Tão simples como limpar o cu a meninos
As expressões idiomáticas exigem muito do tradutor, que além de criativo tem de ser um profundo conhecedor do forro das línguas que usa.
Não é por acaso que alguns dos melhores utentes que conheço da língua portuguesa mantiveram relações de enorme intimidade com o dicionário.
Manuel António Pina integrou durante uma data de anos a equipa de revisão do Dicionário da Língua Portuguesa da Porto Editora, e o Assis Pacheco andava frequentemente com um dicionário debaixo do braço.

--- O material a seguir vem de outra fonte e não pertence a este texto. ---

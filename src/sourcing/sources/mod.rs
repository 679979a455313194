//! One adapter per external publisher.
//!
//! Each adapter knows its own page layout and nothing else; classification
//! against the registry happens in the pipeline.

pub mod central_bank;
pub mod legal_reference;
pub mod ministry;

use crate::sourcing::candidate::{CandidateRate, Provenance};
use crate::sourcing::fetch::{FetchError, Fetcher};
use chrono::Utc;
use thiserror::Error;

pub use central_bank::CentralBankSource;
pub use legal_reference::LegalReferenceSource;
pub use ministry::MinistrySource;

#[derive(Debug, Error)]
pub enum SourceError {
    #[error(transparent)]
    Fetch(#[from] FetchError),
    #[error("cannot read {url}: {message}")]
    Parse { url: String, message: String },
}

impl SourceError {
    pub fn parse(url: &str, message: impl Into<String>) -> Self {
        SourceError::Parse {
            url: url.to_string(),
            message: message.into(),
        }
    }
}

pub trait RateSource: Send + Sync {
    fn name(&self) -> &str;

    fn fetch(&self, http: &Fetcher<'_>) -> Result<Vec<CandidateRate>, SourceError>;
}

pub(crate) fn provenance(source: &str, url: &str, is_official: bool) -> Provenance {
    Provenance {
        source: source.to_string(),
        source_url: url.to_string(),
        fetched_at: Utc::now(),
        is_official,
    }
}
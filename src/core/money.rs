//! Fixed-point helpers for monetary amounts and percentages.
//!
//! Every persisted amount and percentage carries two decimal places.
//! Intermediate results keep full `Decimal` precision and are rounded
//! once, at the point where they become a stored value.

use rust_decimal::{Decimal, RoundingStrategy};
use rust_decimal_macros::dec;

/// Number of decimal places kept for amounts and percentages.
pub const SCALE: u32 = 2;

/// The smallest representable amount; also the tolerance allowed between
/// an installment amount and the sum of its portions.
pub const ROUNDING_UNIT: Decimal = dec!(0.01);

/// Denominator of the civil-law simple-interest formula
/// `balance × rate% × days / 36500`.
pub const DAY_COUNT_DENOMINATOR: Decimal = dec!(36500);

/// Round half away from zero to two decimal places.
///
/// # Examples
///
/// ```
/// use repayment_engine::core::money::round2;
/// use rust_decimal_macros::dec;
///
/// assert_eq!(round2(dec!(246.5753)), dec!(246.58));
/// assert_eq!(round2(dec!(0.005)), dec!(0.01));
/// ```
pub fn round2(value: Decimal) -> Decimal {
    value.round_dp_with_strategy(SCALE, RoundingStrategy::MidpointAwayFromZero)
}

/// Simple interest on `balance` at `annual_rate_percent` for `days` days.
///
/// Not rounded; callers round when the value becomes an installment field.
pub fn simple_interest(balance: Decimal, annual_rate_percent: Decimal, days: i64) -> Decimal {
    if days <= 0 || balance <= Decimal::ZERO {
        return Decimal::ZERO;
    }
    balance * annual_rate_percent * Decimal::from(days) / DAY_COUNT_DENOMINATOR
}

/// `true` when `a` and `b` differ by no more than one rounding unit.
pub fn within_tolerance(a: Decimal, b: Decimal) -> bool {
    (a - b).abs() <= ROUNDING_UNIT
}

/// `true` for a percentage in the closed range `[0, 100]`.
pub fn is_valid_percentage(value: Decimal) -> bool {
    value >= Decimal::ZERO && value <= Decimal::ONE_HUNDRED
}

#[cfg(test)]
mod tests {
    use super::*;

    #[test]
    fn test_round2_midpoint_away_from_zero() {
        assert_eq!(round2(dec!(3333.335)), dec!(3333.34));
        assert_eq!(round2(dec!(3333.3333)), dec!(3333.33));
        assert_eq!(round2(dec!(-1.005)), dec!(-1.01));
    }

    #[test]
    fn test_simple_interest_reference_values() {
        let first = simple_interest(dec!(10000), dec!(5), 180);
        assert_eq!(round2(first), dec!(246.58));
        let second = simple_interest(dec!(5000), dec!(5), 185);
        assert_eq!(round2(second), dec!(126.71));
    }

    #[test]
    fn test_simple_interest_non_positive_days() {
        assert_eq!(simple_interest(dec!(1000), dec!(5), 0), Decimal::ZERO);
        assert_eq!(simple_interest(dec!(1000), dec!(5), -3), Decimal::ZERO);
    }

    #[test]
    fn test_percentage_range() {
        assert!(is_valid_percentage(dec!(0)));
        assert!(is_valid_percentage(dec!(100)));
        assert!(!is_valid_percentage(dec!(150)));
        assert!(!is_valid_percentage(dec!(-0.01)));
    }

    #[test]
    fn test_within_tolerance() {
        assert!(within_tolerance(dec!(10.00), dec!(10.01)));
        assert!(!within_tolerance(dec!(10.00), dec!(10.02)));
    }
}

Por muito que chova em Portugal, nunca choverão cães e gatos. Poderão chover picaretas (mesma na sua versão falante, como é o caso do camarada Guterres), mas nunca animais domésticos.
Já em Espanha é um caso à parte, pois - como até uma simples vendedora de flores inglesa com sotaque cockney sabe -, no país vizinho a chuva cai principalmente nas zonas planas.

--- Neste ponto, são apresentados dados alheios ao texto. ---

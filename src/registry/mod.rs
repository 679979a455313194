//! The dated interest-rate registry.

pub mod rate_registry;
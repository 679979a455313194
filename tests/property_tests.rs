use chrono::{Duration, NaiveDate};
use repayment_engine::amortization::schedule::{AmortizationEngine, InterestParameters, ScheduleRequest};
use repayment_engine::core::money::round2;
use repayment_engine::core::plan::AmortizationMethod;
use repayment_engine::core::rate::ValidityPeriod;
use proptest::prelude::*;
use rust_decimal::Decimal;

/// Generate a principal between 1.00 and 1,000,000.00.
fn arb_principal() -> impl Strategy<Value = Decimal> {
    (100i64..100_000_000i64).prop_map(|cents| Decimal::new(cents, 2))
}

/// Generate an annual rate between 0.00% and 25.00%.
fn arb_rate() -> impl Strategy<Value = Decimal> {
    (0i64..2_500i64).prop_map(|bp| Decimal::new(bp, 2))
}

/// Generate a first due date in 2000..2040.
fn arb_date() -> impl Strategy<Value = NaiveDate> {
    (0i64..14_600i64).prop_map(|offset| {
        NaiveDate::from_ymd_opt(2000, 1, 1).unwrap() + Duration::days(offset)
    })
}

fn arb_method() -> impl Strategy<Value = AmortizationMethod> {
    prop::sample::select(vec![AmortizationMethod::Italian, AmortizationMethod::French])
}

/// A request with interest accruing from up to 90 days before the first due date.
fn arb_interest_request() -> impl Strategy<Value = ScheduleRequest> {
    (arb_principal(), 1u32..120, arb_date(), 0i64..90, arb_rate(), arb_method()).prop_map(
        |(principal, count, start_date, lead, rate, method)| ScheduleRequest {
            principal,
            installment_count: count,
            start_date,
            interest: Some(InterestParameters {
                annual_rate_percent: rate,
                interest_start: start_date - Duration::days(lead),
                method,
            }),
        },
    )
}

fn arb_period() -> impl Strategy<Value = ValidityPeriod> {
    (arb_date(), prop::option::of(0i64..800)).prop_map(|(from, length)| {
        ValidityPeriod::new(from, length.map(|days| from + Duration::days(days)))
    })
}

proptest! {
    // ===================================================================
    // Principal portions always add back to the principal, to the cent.
    // ===================================================================
    #[test]
    fn principal_portions_sum_exactly(request in arb_interest_request()) {
        let schedule = AmortizationEngine::generate(&request).unwrap();
        let total: Decimal = schedule.installments().iter().map(|i| i.principal_portion).sum();
        prop_assert_eq!(total, request.principal);
    }

    #[test]
    fn no_interest_portions_sum_exactly(
        principal in arb_principal(),
        count in 1u32..120,
        start in arb_date(),
    ) {
        let schedule = AmortizationEngine::generate(&ScheduleRequest {
            principal,
            installment_count: count,
            start_date: start,
            interest: None,
        })
        .unwrap();
        prop_assert_eq!(schedule.total_principal(), principal);
        prop_assert_eq!(schedule.total_interest(), Decimal::ZERO);
    }

    // ===================================================================
    // Every row's amount is its principal plus its interest, and each
    // row is rounded to cents.
    // ===================================================================
    #[test]
    fn rows_are_consistent(request in arb_interest_request()) {
        let schedule = AmortizationEngine::generate(&request).unwrap();
        for row in schedule.installments() {
            prop_assert_eq!(row.amount, row.principal_portion + row.interest_portion);
            prop_assert_eq!(round2(row.interest_portion), row.interest_portion);
            prop_assert!(row.interest_portion >= Decimal::ZERO);
        }
        prop_assert_eq!(schedule.len(), request.installment_count as usize);
    }

    // ===================================================================
    // Due dates are one calendar month apart and strictly increasing.
    // ===================================================================
    #[test]
    fn due_dates_strictly_increase(request in arb_interest_request()) {
        let schedule = AmortizationEngine::generate(&request).unwrap();
        let rows = schedule.installments();
        prop_assert_eq!(rows[0].due_date, request.start_date);
        for pair in rows.windows(2) {
            prop_assert!(pair[0].due_date < pair[1].due_date);
            prop_assert_eq!(pair[1].sequence_number, pair[0].sequence_number + 1);
        }
    }

    // ===================================================================
    // Italian: constant principal quota on every row but the last, which
    // absorbs the rounding residual.
    // ===================================================================
    #[test]
    fn italian_quota_is_constant(mut request in arb_interest_request()) {
        if let Some(params) = request.interest.as_mut() {
            params.method = AmortizationMethod::Italian;
        }
        let schedule = AmortizationEngine::generate(&request).unwrap();
        let rows = schedule.installments();
        let quota = round2(request.principal / Decimal::from(request.installment_count));
        for row in &rows[..rows.len() - 1] {
            prop_assert_eq!(row.principal_portion, quota);
        }
    }

    // ===================================================================
    // French: every row but the last pays exactly the level payment.
    // ===================================================================
    #[test]
    fn french_pays_level_amount(mut request in arb_interest_request()) {
        if let Some(params) = request.interest.as_mut() {
            params.method = AmortizationMethod::French;
        }
        let schedule = AmortizationEngine::generate(&request).unwrap();
        let level = schedule.level_payment().unwrap();
        let rows = schedule.installments();
        for row in &rows[..rows.len() - 1] {
            prop_assert_eq!(row.amount, level);
        }
    }

    // ===================================================================
    // A zero rate charges no interest under either method.
    // ===================================================================
    #[test]
    fn zero_rate_charges_nothing(mut request in arb_interest_request()) {
        if let Some(params) = request.interest.as_mut() {
            params.annual_rate_percent = Decimal::ZERO;
        }
        let schedule = AmortizationEngine::generate(&request).unwrap();
        prop_assert_eq!(schedule.total_interest(), Decimal::ZERO);
    }

    // ===================================================================
    // Overlap is symmetric, and a window overlaps any window covering
    // its first day.
    // ===================================================================
    #[test]
    fn overlap_is_symmetric(a in arb_period(), b in arb_period()) {
        prop_assert_eq!(a.overlaps(&b), b.overlaps(&a));
        if b.covers(a.from) {
            prop_assert!(a.overlaps(&b));
        }
        prop_assert!(a.overlaps(&a));
    }
}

A propósito, confesso-vos que estou com alguma curiosidade de saber como terá sido traduzido para outras línguas a opinião sobre Lisboa que José Cardoso Pires pôs na boca de Alexandra Alpha: “Um labirinto de calçadas, com facas, estátuas e manguitos a choverem dos telhados”.
Eu não consideraria tão simples como comer uma fatia de bolo de chocolate húmido, a tarefa de traduzir a expressão idiomática “it’s a piece of cake”. Pensaria no “é de carregar pela boca” mas optaria decididamente pelo “é como limpar o cu a meninos”.

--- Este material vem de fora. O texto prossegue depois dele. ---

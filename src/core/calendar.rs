//! Calendar arithmetic for due dates and validity windows.

use chrono::{Datelike, Local, Months, NaiveDate};

/// The current local calendar day.
pub fn today() -> NaiveDate {
    Local::now().date_naive()
}

/// `start` shifted by `months` calendar months.
///
/// The day of month is preserved; when the target month is shorter the
/// date clamps to its last day (31 Jan + 1 month = 28/29 Feb). Offsets are
/// always taken from `start`, so a schedule starting on the 31st returns
/// to the 31st in long months.
pub fn add_months(start: NaiveDate, months: u32) -> NaiveDate {
    start
        .checked_add_months(Months::new(months))
        .unwrap_or(NaiveDate::MAX)
}

/// Actual calendar days from `from` to `to`; negative when `to` precedes `from`.
pub fn days_between(from: NaiveDate, to: NaiveDate) -> i64 {
    (to - from).num_days()
}

/// The full calendar-year window starting at `start`: `[start, start + 1 year − 1 day]`.
pub fn year_window(start: NaiveDate) -> (NaiveDate, NaiveDate) {
    let end = add_months(start, 12)
        .pred_opt()
        .unwrap_or(start);
    (start, end)
}

/// The calendar half-year (Jan–Jun or Jul–Dec) containing `date`.
pub fn half_year_window(date: NaiveDate) -> (NaiveDate, NaiveDate) {
    let year = date.year();
    if date.month() <= 6 {
        (ymd(year, 1, 1), ymd(year, 6, 30))
    } else {
        (ymd(year, 7, 1), ymd(year, 12, 31))
    }
}

fn ymd(year: i32, month: u32, day: u32) -> NaiveDate {
    NaiveDate::from_ymd_opt(year, month, day).unwrap_or(NaiveDate::MIN)
}
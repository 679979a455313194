//! SQLite-backed ledger and case-history adapters.
//!
//! These keep movements and events in a journal database of their own,
//! separate from the engine store, so a lifecycle transaction on the
//! engine store never waits on a journal write lock.

use super::{decimal_column, decimal_to_sql, parsed_column};
use crate::core::ids::{CaseId, MovementId};
use crate::error::CollaboratorError;
use crate::lifecycle::collaborators::{CaseHistory, EventType, Ledger, Movement, MovementKind};
use chrono::NaiveDate;
use rusqlite::{params, Connection, OptionalExtension};
use rust_decimal::Decimal;
use std::path::Path;

pub const SCHEMA: &str = "
CREATE TABLE IF NOT EXISTS ledger_movements (
    id TEXT PRIMARY KEY,
    case_id INTEGER NOT NULL,
    kind TEXT NOT NULL,
    amount TEXT NOT NULL,
    date TEXT NOT NULL,
    memo TEXT NOT NULL DEFAULT '',
    created_at TEXT NOT NULL DEFAULT (datetime('now'))
);

CREATE TABLE IF NOT EXISTS case_events (
    id INTEGER PRIMARY KEY,
    case_id INTEGER NOT NULL,
    event_type TEXT NOT NULL,
    payload TEXT NOT NULL,
    actor TEXT,
    created_at TEXT NOT NULL DEFAULT (datetime('now'))
);
";

fn open_journal(path: &Path) -> rusqlite::Result<Connection> {
    let conn = Connection::open(path)?;
    conn.execute_batch("PRAGMA journal_mode=WAL;")?;
    conn.execute_batch(SCHEMA)?;
    Ok(conn)
}

fn ledger_error(err: rusqlite::Error) -> CollaboratorError {
    CollaboratorError::new("ledger", err.to_string())
}

/// Ledger movements persisted in the journal database.
pub struct SqliteLedger {
    conn: Connection,
}

impl SqliteLedger {
    pub fn open(path: &Path) -> rusqlite::Result<Self> {
        Ok(Self {
            conn: open_journal(path)?,
        })
    }

    pub fn open_in_memory() -> rusqlite::Result<Self> {
        let conn = Connection::open_in_memory()?;
        conn.execute_batch(SCHEMA)?;
        Ok(Self { conn })
    }

    fn insert(&self, movement: &Movement) -> Result<(), CollaboratorError> {
        self.conn
            .execute(
                "INSERT INTO ledger_movements (id, case_id, kind, amount, date, memo)
                 VALUES (?1, ?2, ?3, ?4, ?5, ?6)",
                params![
                    movement.id.to_string(),
                    movement.case_id.get(),
                    movement.kind.as_str(),
                    decimal_to_sql(movement.amount),
                    movement.date,
                    movement.memo
                ],
            )
            .map_err(ledger_error)?;
        Ok(())
    }

    /// Movements of `case_id`, oldest first.
    pub fn movements_for_case(&self, case_id: CaseId) -> rusqlite::Result<Vec<Movement>> {
        let mut stmt = self.conn.prepare(
            "SELECT id, case_id, kind, amount, date, memo FROM ledger_movements
             WHERE case_id = ?1 ORDER BY date, created_at",
        )?;
        let rows = stmt.query_map(params![case_id.get()], movement_from_row)?;
        rows.collect()
    }
}

fn movement_from_row(row: &rusqlite::Row<'_>) -> rusqlite::Result<Movement> {
    Ok(Movement {
        id: parsed_column(row, 0)?,
        case_id: CaseId::new(row.get(1)?),
        kind: parsed_column(row, 2)?,
        amount: decimal_column(row, 3)?,
        date: row.get(4)?,
        memo: row.get(5)?,
    })
}

impl Ledger for SqliteLedger {
    fn post_movement(
        &mut self,
        case_id: CaseId,
        kind: MovementKind,
        amount: Decimal,
        date: NaiveDate,
        memo: &str,
    ) -> Result<MovementId, CollaboratorError> {
        let movement = Movement {
            id: MovementId::new_v4(),
            case_id,
            kind,
            amount,
            date,
            memo: memo.to_string(),
        };
        self.insert(&movement)?;
        Ok(movement.id)
    }

    fn delete_movement(&mut self, id: MovementId) -> Result<(), CollaboratorError> {
        let changed = self
            .conn
            .execute(
                "DELETE FROM ledger_movements WHERE id = ?1",
                params![id.to_string()],
            )
            .map_err(ledger_error)?;
        if changed == 0 {
            return Err(CollaboratorError::new("ledger", format!("movement {id} not found")));
        }
        Ok(())
    }

    fn restore_movement(&mut self, movement: &Movement) -> Result<(), CollaboratorError> {
        self.insert(movement)
    }

    fn find_movement(&self, id: MovementId) -> Result<Option<Movement>, CollaboratorError> {
        self.conn
            .query_row(
                "SELECT id, case_id, kind, amount, date, memo FROM ledger_movements WHERE id = ?1",
                params![id.to_string()],
                movement_from_row,
            )
            .optional()
            .map_err(ledger_error)
    }
}

/// Case-history events persisted in the journal database.
pub struct SqliteHistory {
    conn: Connection,
}

impl SqliteHistory {
    pub fn open(path: &Path) -> rusqlite::Result<Self> {
        Ok(Self {
            conn: open_journal(path)?,
        })
    }

    /// `(event_type, payload)` pairs of `case_id`, oldest first.
    pub fn events_for_case(&self, case_id: CaseId) -> rusqlite::Result<Vec<(String, String)>> {
        let mut stmt = self.conn.prepare(
            "SELECT event_type, payload FROM case_events WHERE case_id = ?1 ORDER BY id",
        )?;
        let rows = stmt.query_map(params![case_id.get()], |row| Ok((row.get(0)?, row.get(1)?)))?;
        rows.collect()
    }
}

impl CaseHistory for SqliteHistory {
    fn append_event(
        &mut self,
        case_id: CaseId,
        event_type: EventType,
        payload: &serde_json::Value,
        actor: Option<&str>,
    ) -> Result<(), CollaboratorError> {
        self.conn
            .execute(
                "INSERT INTO case_events (case_id, event_type, payload, actor) VALUES (?1, ?2, ?3, ?4)",
                params![case_id.get(), event_type.as_str(), payload.to_string(), actor],
            )
            .map_err(|e| CollaboratorError::new("case history", e.to_string()))?;
        Ok(())
    }
}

Devo dizer que tenho bastante experiência no particular de limpar o cu a meninos, tarefa que desempenhei, presumo sempre com eficiência, nos rabos dos meus filhos João, Pedro e Mariana.
É fácil, como a própria expressão indica, mas nem sempre é agradável. Na hora das refeições, não apreciava nada ouvir o berro “já está!” oriundo das profundezas da casa de banho.